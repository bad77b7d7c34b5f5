#![cfg_attr(feature = "fail-on-warnings", deny(warnings))]
#![warn(clippy::all, clippy::pedantic, clippy::nursery, clippy::cargo)]
#![allow(clippy::multiple_crate_versions, clippy::cargo_common_metadata)]

//! Shared CLI utilities for the shelter map toolchain.
//!
//! Provides an `indicatif`-backed progress bar behind the
//! [`ProgressCallback`] trait, plus [`init_logger`] which sets up
//! `indicatif-log-bridge` so that `log::info!` and friends are suspended
//! while progress bars redraw.

use std::sync::Arc;
use std::time::Duration;

use indicatif::{ProgressBar, ProgressStyle};

pub use indicatif::MultiProgress;

/// Progress reporting seam between pipeline steps and the terminal.
pub trait ProgressCallback: Send + Sync {
    /// Sets the total number of units once it is known.
    fn set_total(&self, total: u64);

    /// Advances the bar by `delta` units.
    fn inc(&self, delta: u64);

    /// Replaces the bar's message.
    fn set_message(&self, msg: String);

    /// Completes the bar with a final message.
    fn finish(&self, msg: String);
}

/// An `indicatif` [`ProgressBar`] that implements [`ProgressCallback`].
pub struct IndicatifProgress {
    bar: ProgressBar,
    /// Style to switch to once `set_total()` provides a known length.
    bar_style: ProgressStyle,
}

impl IndicatifProgress {
    /// Creates a progress bar that starts as a spinner (no total known)
    /// and transitions to a full bar with percentage/ETA once
    /// [`ProgressCallback::set_total()`] is called.
    #[must_use]
    pub fn records_bar(multi: &MultiProgress, message: &str) -> Arc<dyn ProgressCallback> {
        let bar = multi.add(ProgressBar::new_spinner());
        bar.enable_steady_tick(Duration::from_millis(100));
        bar.set_style(
            ProgressStyle::with_template("{spinner:.cyan} {msg}")
                .unwrap_or_else(|_| ProgressStyle::default_spinner()),
        );
        bar.set_message(message.to_string());

        let bar_style = ProgressStyle::with_template(
            "  {msg} {wide_bar:.cyan/dim} {pos}/{len} {percent}% [{eta}]",
        )
        .unwrap_or_else(|_| ProgressStyle::default_bar())
        .progress_chars("##-");

        Arc::new(Self { bar, bar_style })
    }
}

impl ProgressCallback for IndicatifProgress {
    fn set_total(&self, total: u64) {
        self.bar.set_length(total);
        self.bar.set_position(0);
        // Switch from spinner to bar style now that we know the total.
        self.bar.set_style(self.bar_style.clone());
    }

    fn inc(&self, delta: u64) {
        self.bar.inc(delta);
    }

    fn set_message(&self, msg: String) {
        self.bar.set_message(msg);
    }

    fn finish(&self, msg: String) {
        self.bar.finish_with_message(msg);
    }
}

/// Initializes the global logger wrapped in `indicatif-log-bridge` so that
/// `log::info!` and friends are suspended while progress bars redraw.
///
/// Returns the [`MultiProgress`] that all progress bars must be added to.
#[must_use]
pub fn init_logger() -> MultiProgress {
    let multi = MultiProgress::new();

    // Build the pretty-env-logger logger manually so we can wrap it.
    let logger = pretty_env_logger::formatted_builder()
        .parse_env("RUST_LOG")
        .build();
    let level = logger.filter();

    indicatif_log_bridge::LogWrapper::new(multi.clone(), logger)
        .try_init()
        .ok(); // Ignore error if logger was already set (e.g., in tests)

    log::set_max_level(level);

    multi
}
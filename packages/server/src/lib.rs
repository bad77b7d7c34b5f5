#![cfg_attr(feature = "fail-on-warnings", deny(warnings))]
#![warn(clippy::all, clippy::pedantic, clippy::nursery, clippy::cargo)]
#![allow(clippy::multiple_crate_versions, clippy::cargo_common_metadata)]

//! Actix-Web read-only API server for the shelter map.
//!
//! Serves the three pipeline output tables to the mapping frontend:
//! shelters, demand points, and cluster summaries (the last augmented
//! with a circular boundary polygon per cluster). The server holds no
//! state beyond the output directory path -- every request re-reads the
//! CSVs, so a fresh pipeline run is visible immediately and concurrent
//! reads are safe.
//!
//! CORS is permissive: the API is a dev-facing read-only surface for the
//! map frontend, as in the original deployment.

mod handlers;

use std::path::PathBuf;

use actix_cors::Cors;
use actix_web::{App, HttpServer, middleware, web};

/// Shared application state.
pub struct AppState {
    /// Directory holding the pipeline's output CSVs.
    pub data_dir: PathBuf,
}

/// Starts the shelter map API server.
///
/// Binds to `BIND_ADDR`/`PORT` (default `127.0.0.1:8080`) and serves the
/// output tables found in `data_dir`. This is a regular async function --
/// the caller provides the runtime (e.g. via `#[actix_web::main]`).
///
/// # Errors
///
/// Returns an error if the HTTP server fails to bind or encounters a
/// runtime error.
pub async fn run_server(data_dir: PathBuf) -> std::io::Result<()> {
    let bind_addr = std::env::var("BIND_ADDR").unwrap_or_else(|_| "127.0.0.1".to_string());
    let port: u16 = std::env::var("PORT")
        .ok()
        .and_then(|p| p.parse().ok())
        .unwrap_or(8080);

    log::info!(
        "Starting server on {bind_addr}:{port}, serving tables from {}",
        data_dir.display()
    );

    let state = web::Data::new(AppState { data_dir });

    HttpServer::new(move || {
        let cors = Cors::permissive();

        App::new()
            .wrap(cors)
            .wrap(middleware::Logger::default())
            .app_data(state.clone())
            .route("/", web::get().to(handlers::index))
            .route("/health", web::get().to(handlers::health))
            .route("/shelters", web::get().to(handlers::shelters))
            .route("/homeless", web::get().to(handlers::homeless))
            .route("/clusters", web::get().to(handlers::clusters))
    })
    .bind((bind_addr, port))?
    .run()
    .await
}
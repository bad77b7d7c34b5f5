#![cfg_attr(feature = "fail-on-warnings", deny(warnings))]
#![warn(clippy::all, clippy::pedantic, clippy::nursery, clippy::cargo)]
#![allow(clippy::multiple_crate_versions)]

//! Weighted demand clustering and need scoring.
//!
//! [`kmeans`] partitions the demand table into a fixed number of
//! geographic clusters, replicating points by weight so clusters reflect
//! concentration of *weighted* demand rather than raw point count.
//! [`score`] then rates each cluster's unmet need against the geocoded
//! shelter set and assigns rank-ordered priority labels.

pub mod kmeans;
pub mod score;

use thiserror::Error;

/// Errors from the clustering stage. All of these are fatal to a pipeline
/// run: there is no partial-output recovery from a failed clustering.
#[derive(Debug, Error)]
pub enum ClusterError {
    /// The demand table was empty.
    #[error("no demand points to cluster")]
    EmptyInput,

    /// A cluster count of zero was requested.
    #[error("cluster count must be at least 1")]
    ZeroClusters,

    /// Fewer expanded points than requested clusters.
    #[error("{points} expanded demand points cannot seed {k} clusters")]
    NotEnoughPoints {
        /// Size of the expanded (replicated) coordinate set.
        points: usize,
        /// Requested cluster count.
        k: usize,
    },
}
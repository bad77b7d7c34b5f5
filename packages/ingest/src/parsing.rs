//! Safe numeric parsing for ingestion boundaries.
//!
//! Source CSVs carry missing cells, stray whitespace, and non-numeric
//! garbage in numeric columns. Every coercion goes through this module so
//! each field's fallback is stated once instead of ad hoc per call site.

/// Parses an optional cell into a finite `f64`.
///
/// Empty, missing, non-numeric, NaN, and infinite values all collapse to
/// `None`.
#[must_use]
pub fn parse_f64_opt(raw: Option<&str>) -> Option<f64> {
    let value: f64 = raw?.trim().parse().ok()?;
    value.is_finite().then_some(value)
}

/// Parses a demand weight cell.
///
/// Missing or non-numeric weights default to 1.0; negative weights clamp
/// to 0.0. The result is always finite and `>= 0`.
#[must_use]
pub fn parse_weight(raw: Option<&str>) -> f64 {
    parse_f64_opt(raw).map_or(1.0, |w| w.max(0.0))
}

/// Parses a lat/lon cell pair. Returns `None` if either is missing,
/// unparseable, or zero (a null-island placeholder, not a real location).
#[must_use]
pub fn parse_lat_lon(lat: Option<&str>, lon: Option<&str>) -> Option<(f64, f64)> {
    let latitude = parse_f64_opt(lat)?;
    let longitude = parse_f64_opt(lon)?;
    if latitude == 0.0 || longitude == 0.0 {
        return None;
    }
    Some((latitude, longitude))
}

#[cfg(test)]
mod tests {
    use super::*;

    #[test]
    fn parses_plain_numbers() {
        assert_eq!(parse_f64_opt(Some("12.5")), Some(12.5));
        assert_eq!(parse_f64_opt(Some("  40 ")), Some(40.0));
    }

    #[test]
    fn rejects_garbage() {
        assert_eq!(parse_f64_opt(Some("n/a")), None);
        assert_eq!(parse_f64_opt(Some("")), None);
        assert_eq!(parse_f64_opt(None), None);
    }

    #[test]
    fn rejects_non_finite() {
        assert_eq!(parse_f64_opt(Some("NaN")), None);
        assert_eq!(parse_f64_opt(Some("inf")), None);
    }

    #[test]
    fn weight_defaults_to_one() {
        assert!((parse_weight(None) - 1.0).abs() < f64::EPSILON);
        assert!((parse_weight(Some("not-a-number")) - 1.0).abs() < f64::EPSILON);
    }

    #[test]
    fn weight_clamps_negative_to_zero() {
        assert!(parse_weight(Some("-3.5")).abs() < f64::EPSILON);
    }

    #[test]
    fn weight_passes_through_valid() {
        assert!((parse_weight(Some("2.0")) - 2.0).abs() < f64::EPSILON);
    }

    #[test]
    fn lat_lon_requires_both() {
        assert_eq!(parse_lat_lon(Some("43.7"), None), None);
        assert_eq!(parse_lat_lon(None, Some("-79.4")), None);
        assert_eq!(parse_lat_lon(Some("43.7"), Some("-79.4")), Some((43.7, -79.4)));
    }

    #[test]
    fn lat_lon_rejects_null_island() {
        assert_eq!(parse_lat_lon(Some("0.0"), Some("-79.4")), None);
        assert_eq!(parse_lat_lon(Some("43.7"), Some("0")), None);
    }
}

■ Exercise description: Examine the data above and state how many of its lines contain the word "IndicatifProgress", with no further remarks.

■ Exercise response: 3